Frank T.J. Mackey is the fictional dating guru in “Magnolia”. GG keeps his gaze on us, but now as Frank T. J. Mackey, schooling us with his unique perspective on seduction.

GG
Respect the cock. And tame the cunt. I am the one in charge. I am the one who says yes. It is universal. It is evolutional. It is anthropological. It is biological. It is animal.
(GG gyrates his hips, thrusting)
WE... ARE... MEN.., AH!

GG snaps back to reality and focuses on the DRUNKS and SLUTS populating his bar. Boozing. Groping. Ballooning. A drunk, white BACKPACKER (20’s), has his hand way up a BAR-GIRL’s (18) skirt. She’s zonked out of her mind by the steady flow of nitrous oxide a balloon hanging off her lips provides. She clueless to what’s being done to her privates.

GG
(talking to himself)
Drinking. Sucking. Fucking.

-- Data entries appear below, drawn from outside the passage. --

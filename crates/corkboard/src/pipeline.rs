//! Sequential request admission.
//!
//! A [`Pipeline`] is an ordered list of [`Stage`]s. Each stage inspects the
//! request and either lets it through or rejects it; the first rejection
//! ends the request. Stages are synchronous: none of them waits on I/O.

use std::collections::HashMap;
use std::sync::Arc;

use axum::{
    body::Body,
    extract::{RawPathParams, State, rejection::RawPathParamsRejection},
    http::{HeaderMap, Request},
    middleware::Next,
    response::{IntoResponse, Response},
};
use thiserror::Error;
use tracing::debug;

use crate::admission::AdmissionError;
use crate::auth::AuthError;

/// Terminal rejection produced by a stage.
#[derive(Debug, Error)]
pub enum Rejection {
    #[error(transparent)]
    Auth(#[from] AuthError),

    #[error(transparent)]
    Admission(#[from] AdmissionError),
}

impl IntoResponse for Rejection {
    fn into_response(self) -> Response {
        match self {
            Rejection::Auth(err) => err.into_response(),
            Rejection::Admission(err) => err.into_response(),
        }
    }
}

/// Outcome of a stage that let the request through.
#[derive(Debug, Default)]
pub struct Admitted {
    headers: HeaderMap,
}

impl Admitted {
    pub fn pass() -> Self {
        Self::default()
    }

    /// Pass, and add `headers` to the eventual response.
    pub fn with_headers(headers: HeaderMap) -> Self {
        Self { headers }
    }

    pub fn headers(&self) -> &HeaderMap {
        &self.headers
    }
}

/// One admission check.
pub trait Stage: Send + Sync {
    /// Short name used in logs.
    fn name(&self) -> &'static str;

    fn inspect(&self, req: &mut Request<Body>) -> Result<Admitted, Rejection>;
}

/// Path parameters of the matched route, made available to stages.
#[derive(Debug, Clone, Default)]
pub struct RouteParams(HashMap<String, String>);

impl RouteParams {
    pub fn get(&self, name: &str) -> Option<&str> {
        self.0.get(name).map(String::as_str)
    }
}

impl FromIterator<(String, String)> for RouteParams {
    fn from_iter<I: IntoIterator<Item = (String, String)>>(iter: I) -> Self {
        Self(iter.into_iter().collect())
    }
}

/// Ordered list of stages.
#[derive(Clone, Default)]
pub struct Pipeline {
    stages: Vec<Arc<dyn Stage>>,
}

impl Pipeline {
    pub fn new() -> Self {
        Self::default()
    }

    /// Append a stage.
    pub fn stage<S: Stage + 'static>(self, stage: S) -> Self {
        self.shared(Arc::new(stage))
    }

    /// Append a stage that is shared with other pipelines.
    pub fn shared(mut self, stage: Arc<dyn Stage>) -> Self {
        self.stages.push(stage);
        self
    }

    pub fn is_empty(&self) -> bool {
        self.stages.is_empty()
    }

    /// Stage names in execution order.
    pub fn names(&self) -> Vec<&'static str> {
        self.stages.iter().map(|stage| stage.name()).collect()
    }

    /// Run every stage in order.
    ///
    /// Returns the headers collected from the stages that passed, or the
    /// first rejection. A header set by several stages keeps the last value.
    pub fn admit(&self, req: &mut Request<Body>) -> Result<HeaderMap, Rejection> {
        let mut headers = HeaderMap::new();
        for stage in &self.stages {
            match stage.inspect(req) {
                Ok(admitted) => headers.extend(admitted.headers),
                Err(rejection) => {
                    debug!(
                        stage = stage.name(),
                        method = %req.method(),
                        path = req.uri().path(),
                        reason = %rejection,
                        "request rejected"
                    );
                    return Err(rejection);
                }
            }
        }
        Ok(headers)
    }
}

impl std::fmt::Debug for Pipeline {
    fn fmt(&self, f: &mut std::fmt::Formatter<'_>) -> std::fmt::Result {
        f.debug_list().entries(self.names()).finish()
    }
}

/// Axum middleware running a pipeline.
///
/// Install with `middleware::from_fn_with_state(pipeline, admit)`. When the
/// layer runs after routing, the matched path parameters are exposed to the
/// stages as [`RouteParams`].
pub async fn admit(
    State(pipeline): State<Pipeline>,
    params: Result<RawPathParams, RawPathParamsRejection>,
    mut req: Request<Body>,
    next: Next,
) -> Response {
    if let Ok(params) = params {
        let params: RouteParams = params
            .iter()
            .map(|(name, value)| (name.to_string(), value.to_string()))
            .collect();
        req.extensions_mut().insert(params);
    }

    match pipeline.admit(&mut req) {
        Ok(headers) => {
            let mut response = next.run(req).await;
            // Inner pipelines ran later; their headers win.
            for (name, value) in &headers {
                if !response.headers().contains_key(name) {
                    response.headers_mut().insert(name.clone(), value.clone());
                }
            }
            response
        }
        Err(rejection) => rejection.into_response(),
    }
}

Finger banging like it’s 1999. Oops, out of time.

The Bar-girl succumbs to unconsciousness, slumping over the Backpacker. His cue to finger bang her even more vigorously.

GG
(talking to himself)
In some parts, this would constitute rape. Not here. In the wild, wild East. Weinstein should’ve stayed in the ‘Nam.

The Backpacker retches, vomiting all over the Bar-girl.

GG
(shaking his head)
The fuckin’ human waste I gotta serve. Euro trash and dirt poor village sluts.
And who’s the sorry cunt that’s gotta clean up the cum?